Founder Effects in Hereditary Hemorrhagic Telangiectasia

Affiliations
Review

Founder Effects in Hereditary Hemorrhagic Telangiectasia

Tamás Major et al. J Clin Med. .

Abstract

A founder effect can result from the establishment of a new population by individuals from a larger population or bottleneck events. Certain alleles may be found at much higher frequencies because of genetic drift immediately after the founder event. We provide a systematic literature review of the sporadically reported founder effects in hereditary hemorrhagic telangiectasia (HHT). All publications from the ACVRL1, ENG and SMAD4 Mutation Databases and publications searched for terms "hereditary hemorrhagic telangiectasia" and "founder" in PubMed and Scopus, respectively, were extracted.
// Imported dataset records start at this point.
//! # QR Text Layer
//!
//! `"HC1:" + Base45(zlib(COSE_Sign1 bytes))`, with no line breaks and no
//! further framing. Compression uses zlib level 9.

use std::io::{Read, Write};

use dcc_core::{base45, DccError, MalformedError};
use flate2::read::ZlibDecoder;
use flate2::write::ZlibEncoder;
use flate2::Compression;

use crate::cose::SignedCose;

/// Marker that opens every health-certificate QR text.
pub const QR_PREFIX: &str = "HC1:";

const COMPRESSION_LEVEL: u32 = 9;

/// Largest structure accepted when inflating QR text.
pub const MAX_INFLATED_LEN: u64 = 1024 * 1024;

/// Render a signed structure as QR text.
pub fn to_qr_text(signed: &SignedCose) -> Result<String, DccError> {
    let compressed = deflate(signed.as_bytes())?;
    let text = format!("{QR_PREFIX}{}", base45::encode(&compressed));
    tracing::debug!(
        cose_len = signed.as_bytes().len(),
        compressed_len = compressed.len(),
        qr_len = text.len(),
        "rendered QR text"
    );
    Ok(text)
}

/// Strip the prefix, Base45-decode and inflate QR text back to COSE bytes.
///
/// # Errors
///
/// - [`MalformedError::MissingPrefix`] if `text` does not start with `HC1:`.
/// - An encoding error for invalid Base45.
/// - [`MalformedError::Compression`] if the zlib stream is corrupt.
pub fn from_qr_text(text: &str) -> Result<Vec<u8>, DccError> {
    let body = text
        .strip_prefix(QR_PREFIX)
        .ok_or(MalformedError::MissingPrefix)?;
    let compressed = base45::decode(body)?;
    Ok(inflate(&compressed)?)
}

fn deflate(data: &[u8]) -> Result<Vec<u8>, MalformedError> {
    let mut encoder = ZlibEncoder::new(Vec::new(), Compression::new(COMPRESSION_LEVEL));
    encoder
        .write_all(data)
        .map_err(|e| MalformedError::Compression(e.to_string()))?;
    encoder
        .finish()
        .map_err(|e| MalformedError::Compression(e.to_string()))
}

fn inflate(data: &[u8]) -> Result<Vec<u8>, MalformedError> {
    let mut out = Vec::new();
    ZlibDecoder::new(data)
        .take(MAX_INFLATED_LEN + 1)
        .read_to_end(&mut out)
        .map_err(|e| MalformedError::Compression(e.to_string()))?;
    if out.len() as u64 > MAX_INFLATED_LEN {
        return Err(MalformedError::Compression(format!(
            "inflated data exceeds {MAX_INFLATED_LEN} bytes"
        )));
    }
    Ok(out)
}

#[cfg(test)]
mod tests {
    use super::*;
    use crate::builder::{build_unsigned, merge_signature};
    use dcc_core::EncodingError;

    fn signed() -> SignedCose {
        let unsigned = build_unsigned(b"payload", None, -7).unwrap();
        merge_signature(&unsigned, &[1; 64]).unwrap()
    }

    #[test]
    fn qr_text_has_prefix_and_alphabet() {
        let text = to_qr_text(&signed()).unwrap();
        assert!(text.starts_with("HC1:"));
        assert!(text[4..].bytes().all(|b| base45::ALPHABET.contains(&b)));
        assert!(!text.contains('\n'));
    }

    #[test]
    fn from_qr_text_inverts_rendering() {
        let signed = signed();
        let text = to_qr_text(&signed).unwrap();
        assert_eq!(from_qr_text(&text).unwrap(), signed.as_bytes());
    }

    #[test]
    fn deflate_output_is_zlib() {
        let compressed = deflate(b"hello hello hello").unwrap();
        // zlib header: CM=8, level 9 sets FLEVEL=3
        assert_eq!(compressed[0], 0x78);
        assert_eq!(compressed[1], 0xda);
    }

    #[test]
    fn rejects_missing_prefix() {
        assert!(matches!(
            from_qr_text("HC2:ABC"),
            Err(DccError::Malformed(MalformedError::MissingPrefix))
        ));
    }

    #[test]
    fn rejects_bad_base45() {
        assert!(matches!(
            from_qr_text("HC1:abc"),
            Err(DccError::Encoding(EncodingError::InvalidCharacter { .. }))
        ));
    }

    #[test]
    fn rejects_oversized_inflation() {
        let bomb = deflate(&vec![0u8; MAX_INFLATED_LEN as usize + 1]).unwrap();
        assert!(bomb.len() < 4096);
        let text = format!("HC1:{}", base45::encode(&bomb));
        match from_qr_text(&text) {
            Err(DccError::Malformed(MalformedError::Compression(msg))) => {
                assert!(msg.contains("exceeds"));
            }
            other => panic!("expected Compression error, got {other:?}"),
        }
    }

    #[test]
    fn accepts_inflation_at_limit() {
        let data = vec![0u8; MAX_INFLATED_LEN as usize];
        let text = format!("HC1:{}", base45::encode(&deflate(&data).unwrap()));
        assert_eq!(from_qr_text(&text).unwrap().len(), data.len());
    }

    #[test]
    fn rejects_corrupt_stream() {
        let text = format!("HC1:{}", base45::encode(b"definitely not zlib"));
        assert!(matches!(
            from_qr_text(&text),
            Err(DccError::Malformed(MalformedError::Compression(_)))
        ));
    }
}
Following duplicate removal, 141 publications were searched for the terms "founder" and "founding" and the etymon "ancest". Finally, 67 publications between 1992 and 2020 were reviewed. Founder effects were graded upon shared area of ancestry/residence, shared core haplotypes, genealogy and prevalence. Twenty-six ACVRL1 and 12 ENG variants with a potential founder effect were identified. The bigger the cluster of families with a founder mutation, the more remarkable is its influence to the populational ACVRL1/ENG ratio, affecting HHT phenotype. Being aware of founder effects might simplify the diagnosis of HHT by establishing local genetic algorithms. Families sharing a common core haplotype might serve as a basis to study potential second-hits in the etiology of HHT.

Keywords: founder effect; genealogy; germline mutation; haplotype; hereditary hemorrhagic telangiectasia; population genetics.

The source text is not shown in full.